Assigned task
Search the listing below for the line containing "impl BarcodeDecoder for". From there through the line containing "assert_eq!(result.camera_count, 2);", transcribe every line exactly, both ends included.

Data to examine
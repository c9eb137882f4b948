// SPDX-License-Identifier: GPL-3.0-only

//! Integration tests for the session lifecycle and controls

use futures::future::BoxFuture;
use scanner::backends::camera::{PixelFormat, Resolution, SensorRotation, TorchState};
use scanner::backends::virtual_camera::{SourceFrame, VirtualCameraBackend, VirtualCameraOptions};
use scanner::frame_processor::{
    Barcode, BarcodeDecoder, BarcodeFormat, BoundingBox, DecodeError, DecodeInput, EventReceiver,
};
use scanner::{ScanEvent, ScannerError, ScannerSession, SessionConfig, SessionState};
use std::sync::atomic::{AtomicBool, AtomicUsize, Ordering};
use std::sync::{Arc, Mutex};
use std::time::Duration;
use tokio::sync::Notify;

struct MockDecoder {
    barcodes: Mutex<Vec<Barcode>>,
    delay: Duration,
    calls: AtomicUsize,
    closed: AtomicBool,
    started: Notify,
}

impl MockDecoder {
    fn new(values: &[&str], delay: Duration) -> Arc<Self> {
        let barcodes = values
            .iter()
            .map(|v| Barcode::new(BarcodeFormat::QrCode, *v, BoundingBox::new(0.0, 0.0, 1.0, 1.0)))
            .collect();
        Arc::new(Self {
            barcodes: Mutex::new(barcodes),
            delay,
            calls: AtomicUsize::new(0),
            closed: AtomicBool::new(false),
            started: Notify::new(),
        })
    }

    fn is_closed(&self) -> bool {
        self.closed.load(Ordering::SeqCst)
    }
}

impl BarcodeDecoder for MockDecoder {
    fn decode(&self, _input: DecodeInput) -> BoxFuture<'static, Result<Vec<Barcode>, DecodeError>> {
        self.calls.fetch_add(1, Ordering::SeqCst);
        self.started.notify_one();
        let barcodes = self.barcodes.lock().unwrap().clone();
        let delay = self.delay;
        Box::pin(async move {
            if !delay.is_zero() {
                tokio::time::sleep(delay).await;
            }
            Ok(barcodes)
        })
    }

    fn close(&self) {
        self.closed.store(true, Ordering::SeqCst);
    }
}

struct Harness {
    backend: Arc<VirtualCameraBackend>,
    session: ScannerSession,
    events: EventReceiver,
}

fn harness(options: VirtualCameraOptions) -> Harness {
    let backend = Arc::new(VirtualCameraBackend::manual(options));
    let (tx, events) = tokio::sync::mpsc::unbounded_channel();
    let session = ScannerSession::new(backend.clone(), tokio::runtime::Handle::current(), tx);
    Harness {
        backend,
        session,
        events,
    }
}

fn start(
    h: &Harness,
    config: SessionConfig,
    decoder: &Arc<MockDecoder>,
) -> Result<scanner::StartResult, ScannerError> {
    let decoder = Arc::clone(decoder);
    h.session.start(config, move |_| decoder as Arc<dyn BarcodeDecoder>)
}

fn gray_frame() -> SourceFrame {
    SourceFrame::new(4, 4, PixelFormat::Gray8, vec![128u8; 16])
}

async fn next_event(events: &mut EventReceiver) -> Option<ScanEvent> {
    tokio::time::timeout(Duration::from_secs(2), events.recv())
        .await
        .ok()
        .flatten()
}

async fn wait_until(mut condition: impl FnMut() -> bool) -> bool {
    for _ in 0..200 {
        if condition() {
            return true;
        }
        tokio::time::sleep(Duration::from_millis(10)).await;
    }
    condition()
}

#[tokio::test(flavor = "multi_thread")]
async fn test_start_reports_rotated_preview_size() {
    let h = harness(VirtualCameraOptions {
        rotation: SensorRotation::Rotate90,
        camera_count: 2,
        ..Default::default()
    });
    let decoder = MockDecoder::new(&[], Duration::ZERO);

    let result = start(&h, SessionConfig::default(), &decoder).unwrap();

    assert_eq!((result.width, result.height), (480, 640));
    assert_eq!(result.torch_state, TorchState::Off);
    assert_eq!(result.camera_count, 2);
    assert_eq!(h.session.state(), SessionState::Running);
    assert!(h.backend.is_bound());
}

#[tokio::test(flavor = "multi_thread")]
async fn test_start_applies_initial_torch() {
    let h = harness(VirtualCameraOptions::default());
    let decoder = MockDecoder::new(&[], Duration::ZERO);
    let config = SessionConfig {
        torch_enabled: true,
        ..Default::default()
    };

    let result = start(&h, config, &decoder).unwrap();
    assert_eq!(result.torch_state, TorchState::On);
    assert_eq!(h.session.torch_state(), TorchState::On);
}

#[tokio::test(flavor = "multi_thread")]
async fn test_lifecycle_misuse_errors() {
    let h = harness(VirtualCameraOptions::default());
    let decoder = MockDecoder::new(&[], Duration::ZERO);

    assert_eq!(h.session.pause(), Err(ScannerError::AlreadyStopped));
    assert_eq!(h.session.stop(), Err(ScannerError::AlreadyStopped));
    assert_eq!(h.session.resume().unwrap_err(), ScannerError::AlreadyStopped);

    start(&h, SessionConfig::default(), &decoder).unwrap();
    let err = start(&h, SessionConfig::default(), &decoder).unwrap_err();
    assert_eq!(err, ScannerError::AlreadyStarted);
    assert_eq!(h.session.resume().unwrap_err(), ScannerError::AlreadyStarted);

    h.session.pause().unwrap();
    assert_eq!(h.session.pause(), Err(ScannerError::AlreadyPaused));
    let err = start(&h, SessionConfig::default(), &decoder).unwrap_err();
    assert_eq!(err, ScannerError::AlreadyStarted);
    assert_eq!(h.session.state(), SessionState::Paused);

    h.session.stop().unwrap();
    assert_eq!(h.session.state(), SessionState::Stopped);
    assert_eq!(h.session.stop(), Err(ScannerError::AlreadyStopped));
}

#[tokio::test(flavor = "multi_thread")]
async fn test_pause_unbinds_and_resume_rebinds() {
    let h = harness(VirtualCameraOptions::default());
    let decoder = MockDecoder::new(&[], Duration::ZERO);
    start(&h, SessionConfig::default(), &decoder).unwrap();

    h.session.pause().unwrap();
    assert!(!h.backend.is_bound());
    assert_eq!(h.backend.live_render_targets(), 1);
    assert!(!decoder.is_closed());
    assert_eq!(h.session.torch_state(), TorchState::Unavailable);

    let resumed = h.session.resume().unwrap();
    assert_eq!(h.session.state(), SessionState::Running);
    assert!(h.backend.is_bound());
    assert_eq!(h.backend.bind_calls(), 2);
    assert_eq!(resumed.torch_state, TorchState::Off);
}

#[tokio::test(flavor = "multi_thread")]
async fn test_stop_releases_everything() {
    let h = harness(VirtualCameraOptions::default());
    let decoder = MockDecoder::new(&["a"], Duration::ZERO);
    let config = SessionConfig {
        target_resolution: Some(Resolution::new(1280, 720)),
        ..Default::default()
    };
    start(&h, config, &decoder).unwrap();
    assert_eq!(h.backend.display_listener_count(), 1);
    assert_eq!(h.backend.observer_count(), 1);

    h.backend.push_frame(&gray_frame());
    assert!(wait_until(|| !h.session.last_scanned().is_empty()).await);

    h.session.stop().unwrap();

    assert!(!h.backend.is_bound());
    assert_eq!(h.backend.live_render_targets(), 0);
    assert_eq!(h.backend.display_listener_count(), 0);
    assert!(decoder.is_closed());
    assert!(h.session.last_scanned().is_empty());
    assert!(wait_until(|| h.backend.ledger().outstanding() == 0).await);
}

#[tokio::test(flavor = "multi_thread")]
async fn test_connect_failure_leaves_session_stopped() {
    let h = harness(VirtualCameraOptions {
        fail_connect: true,
        ..Default::default()
    });
    let decoder = MockDecoder::new(&[], Duration::ZERO);

    let err = start(&h, SessionConfig::default(), &decoder).unwrap_err();

    assert!(matches!(err, ScannerError::CameraError(_)));
    assert_eq!(h.session.state(), SessionState::Stopped);
    assert_eq!(h.backend.live_render_targets(), 0);
    assert!(decoder.is_closed());
}

#[tokio::test(flavor = "multi_thread")]
async fn test_bind_failure_is_no_camera() {
    let h = harness(VirtualCameraOptions {
        fail_bind: true,
        ..Default::default()
    });
    let decoder = MockDecoder::new(&[], Duration::ZERO);

    assert_eq!(start(&h, SessionConfig::default(), &decoder).unwrap_err(), ScannerError::NoCamera);
    assert_eq!(h.session.state(), SessionState::Stopped);
    assert_eq!(h.backend.live_render_targets(), 0);
    assert!(decoder.is_closed());

    // A later start with a working camera is not blocked
    let h = harness(VirtualCameraOptions::default());
    assert!(start(&h, SessionConfig::default(), &MockDecoder::new(&[], Duration::ZERO)).is_ok());
}

#[tokio::test(flavor = "multi_thread")]
async fn test_front_camera_missing_is_no_camera() {
    let h = harness(VirtualCameraOptions::default());
    let decoder = MockDecoder::new(&[], Duration::ZERO);
    let config = SessionConfig {
        facing: scanner::backends::camera::CameraFacing::Front,
        ..Default::default()
    };
    assert_eq!(start(&h, config, &decoder).unwrap_err(), ScannerError::NoCamera);
}

#[tokio::test(flavor = "multi_thread")]
async fn test_detection_reaches_caller() {
    let mut h = harness(VirtualCameraOptions::default());
    let decoder = MockDecoder::new(&["hello"], Duration::ZERO);
    start(&h, SessionConfig::default(), &decoder).unwrap();

    assert!(h.backend.push_frame(&gray_frame()));

    match next_event(&mut h.events).await {
        Some(ScanEvent::Detected(detection)) => {
            assert_eq!(detection.barcodes[0].raw_value.as_deref(), Some("hello"));
            assert_eq!((detection.width, detection.height), (4, 4));
        }
        other => panic!("Expected detection, got {:?}", other),
    }
    assert_eq!(h.session.last_scanned(), vec!["hello"]);
    assert!(wait_until(|| h.backend.ledger().outstanding() == 0).await);
    assert_eq!(h.session.stats().emitted, 1);
}

#[tokio::test(flavor = "multi_thread")]
async fn test_decode_finishing_after_stop_emits_nothing() {
    let mut h = harness(VirtualCameraOptions::default());
    let decoder = MockDecoder::new(&["late"], Duration::from_millis(300));
    start(&h, SessionConfig::default(), &decoder).unwrap();

    h.backend.push_frame(&gray_frame());
    tokio::time::timeout(Duration::from_secs(2), decoder.started.notified())
        .await
        .unwrap();
    h.session.stop().unwrap();

    tokio::time::sleep(Duration::from_millis(500)).await;
    while let Ok(event) = h.events.try_recv() {
        assert!(!matches!(event, ScanEvent::Detected(_)), "Unexpected {:?}", event);
    }
    assert_eq!(h.backend.ledger().outstanding(), 0);
}

#[tokio::test(flavor = "multi_thread")]
async fn test_restart_after_stop_reports_again() {
    let mut h = harness(VirtualCameraOptions::default());
    let decoder = MockDecoder::new(&["same"], Duration::ZERO);

    start(&h, SessionConfig::default(), &decoder).unwrap();
    h.backend.push_frame(&gray_frame());
    assert!(matches!(next_event(&mut h.events).await, Some(ScanEvent::Detected(_))));
    h.session.stop().unwrap();

    let decoder = MockDecoder::new(&["same"], Duration::ZERO);
    start(&h, SessionConfig::default(), &decoder).unwrap();
    h.backend.push_frame(&gray_frame());
    assert!(matches!(next_event(&mut h.events).await, Some(ScanEvent::Detected(_))));
}

#[tokio::test(flavor = "multi_thread")]
async fn test_toggle_torch_emits_state_changes() {
    let mut h = harness(VirtualCameraOptions::default());
    let decoder = MockDecoder::new(&[], Duration::ZERO);

    // No camera: no-op
    h.session.toggle_torch().unwrap();

    start(&h, SessionConfig::default(), &decoder).unwrap();
    h.session.toggle_torch().unwrap();
    assert_eq!(next_event(&mut h.events).await, Some(ScanEvent::TorchStateChanged(TorchState::On)));
    h.session.toggle_torch().unwrap();
    assert_eq!(
        next_event(&mut h.events).await,
        Some(ScanEvent::TorchStateChanged(TorchState::Off))
    );
}

#[tokio::test(flavor = "multi_thread")]
async fn test_toggle_torch_without_flash_is_noop() {
    let mut h = harness(VirtualCameraOptions {
        has_flash: false,
        ..Default::default()
    });
    let decoder = MockDecoder::new(&[], Duration::ZERO);
    let result = start(&h, SessionConfig::default(), &decoder).unwrap();
    assert_eq!(result.torch_state, TorchState::Unavailable);

    h.session.toggle_torch().unwrap();
    assert_eq!(h.session.torch_state(), TorchState::Unavailable);
    assert!(h.events.try_recv().is_err());
}

#[tokio::test(flavor = "multi_thread")]
async fn test_zoom_validation() {
    let mut h = harness(VirtualCameraOptions::default());
    let decoder = MockDecoder::new(&[], Duration::ZERO);

    // Range is checked before state
    assert_eq!(h.session.set_linear_zoom(1.5), Err(ScannerError::ZoomNotInRange));
    assert_eq!(h.session.set_linear_zoom(f32::NAN), Err(ScannerError::ZoomNotInRange));
    assert_eq!(h.session.set_linear_zoom(0.5), Err(ScannerError::ZoomWhenStopped));
    assert_eq!(h.session.set_zoom_ratio(2.0), Err(ScannerError::ZoomWhenStopped));
    assert_eq!(h.session.reset_zoom(), Err(ScannerError::ZoomWhenStopped));

    start(&h, SessionConfig::default(), &decoder).unwrap();
    assert_eq!(h.session.set_linear_zoom(-0.1), Err(ScannerError::ZoomNotInRange));
    h.session.set_linear_zoom(0.5).unwrap();
    assert_eq!(next_event(&mut h.events).await, Some(ScanEvent::ZoomChanged(0.5)));
    h.session.reset_zoom().unwrap();
    assert_eq!(next_event(&mut h.events).await, Some(ScanEvent::ZoomChanged(0.0)));

    h.session.pause().unwrap();
    assert_eq!(h.session.set_zoom_ratio(2.0), Err(ScannerError::ZoomWhenStopped));
}

#[tokio::test(flavor = "multi_thread")]
async fn test_dispose_and_drop_tear_down() {
    let h = harness(VirtualCameraOptions::default());
    let decoder = MockDecoder::new(&[], Duration::ZERO);

    h.session.dispose();
    start(&h, SessionConfig::default(), &decoder).unwrap();
    h.session.dispose();
    assert_eq!(h.session.state(), SessionState::Stopped);
    assert!(decoder.is_closed());
    h.session.dispose();

    let decoder = MockDecoder::new(&[], Duration::ZERO);
    start(&h, SessionConfig::default(), &decoder).unwrap();
    let backend = Arc::clone(&h.backend);
    drop(h);
    assert!(!backend.is_bound());
    assert_eq!(backend.live_render_targets(), 0);
    assert!(decoder.is_closed());
}

#[tokio::test(flavor = "multi_thread")]
async fn test_sessions_are_independent() {
    let first = harness(VirtualCameraOptions::default());
    let second = harness(VirtualCameraOptions::default());
    start(&first, SessionConfig::default(), &MockDecoder::new(&[], Duration::ZERO)).unwrap();
    start(&second, SessionConfig::default(), &MockDecoder::new(&[], Duration::ZERO)).unwrap();

    assert_ne!(first.session.session_id(), second.session.session_id());
    first.session.stop().unwrap();
    assert_eq!(second.session.state(), SessionState::Running);
}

Your solution
impl BarcodeDecoder for MockDecoder {
    fn decode(&self, _input: DecodeInput) -> BoxFuture<'static, Result<Vec<Barcode>, DecodeError>> {
        self.calls.fetch_add(1, Ordering::SeqCst);
        self.started.notify_one();
        let barcodes = self.barcodes.lock().unwrap().clone();
        let delay = self.delay;
        Box::pin(async move {
            if !delay.is_zero() {
                tokio::time::sleep(delay).await;
            }
            Ok(barcodes)
        })
    }

    fn close(&self) {
        self.closed.store(true, Ordering::SeqCst);
    }
}

struct Harness {
    backend: Arc<VirtualCameraBackend>,
    session: ScannerSession,
    events: EventReceiver,
}

fn harness(options: VirtualCameraOptions) -> Harness {
    let backend = Arc::new(VirtualCameraBackend::manual(options));
    let (tx, events) = tokio::sync::mpsc::unbounded_channel();
    let session = ScannerSession::new(backend.clone(), tokio::runtime::Handle::current(), tx);
    Harness {
        backend,
        session,
        events,
    }
}

fn start(
    h: &Harness,
    config: SessionConfig,
    decoder: &Arc<MockDecoder>,
) -> Result<scanner::StartResult, ScannerError> {
    let decoder = Arc::clone(decoder);
    h.session.start(config, move |_| decoder as Arc<dyn BarcodeDecoder>)
}

fn gray_frame() -> SourceFrame {
    SourceFrame::new(4, 4, PixelFormat::Gray8, vec![128u8; 16])
}

async fn next_event(events: &mut EventReceiver) -> Option<ScanEvent> {
    tokio::time::timeout(Duration::from_secs(2), events.recv())
        .await
        .ok()
        .flatten()
}

async fn wait_until(mut condition: impl FnMut() -> bool) -> bool {
    for _ in 0..200 {
        if condition() {
            return true;
        }
        tokio::time::sleep(Duration::from_millis(10)).await;
    }
    condition()
}

#[tokio::test(flavor = "multi_thread")]
async fn test_start_reports_rotated_preview_size() {
    let h = harness(VirtualCameraOptions {
        rotation: SensorRotation::Rotate90,
        camera_count: 2,
        ..Default::default()
    });
    let decoder = MockDecoder::new(&[], Duration::ZERO);

    let result = start(&h, SessionConfig::default(), &decoder).unwrap();

    assert_eq!((result.width, result.height), (480, 640));
    assert_eq!(result.torch_state, TorchState::Off);
    assert_eq!(result.camera_count, 2);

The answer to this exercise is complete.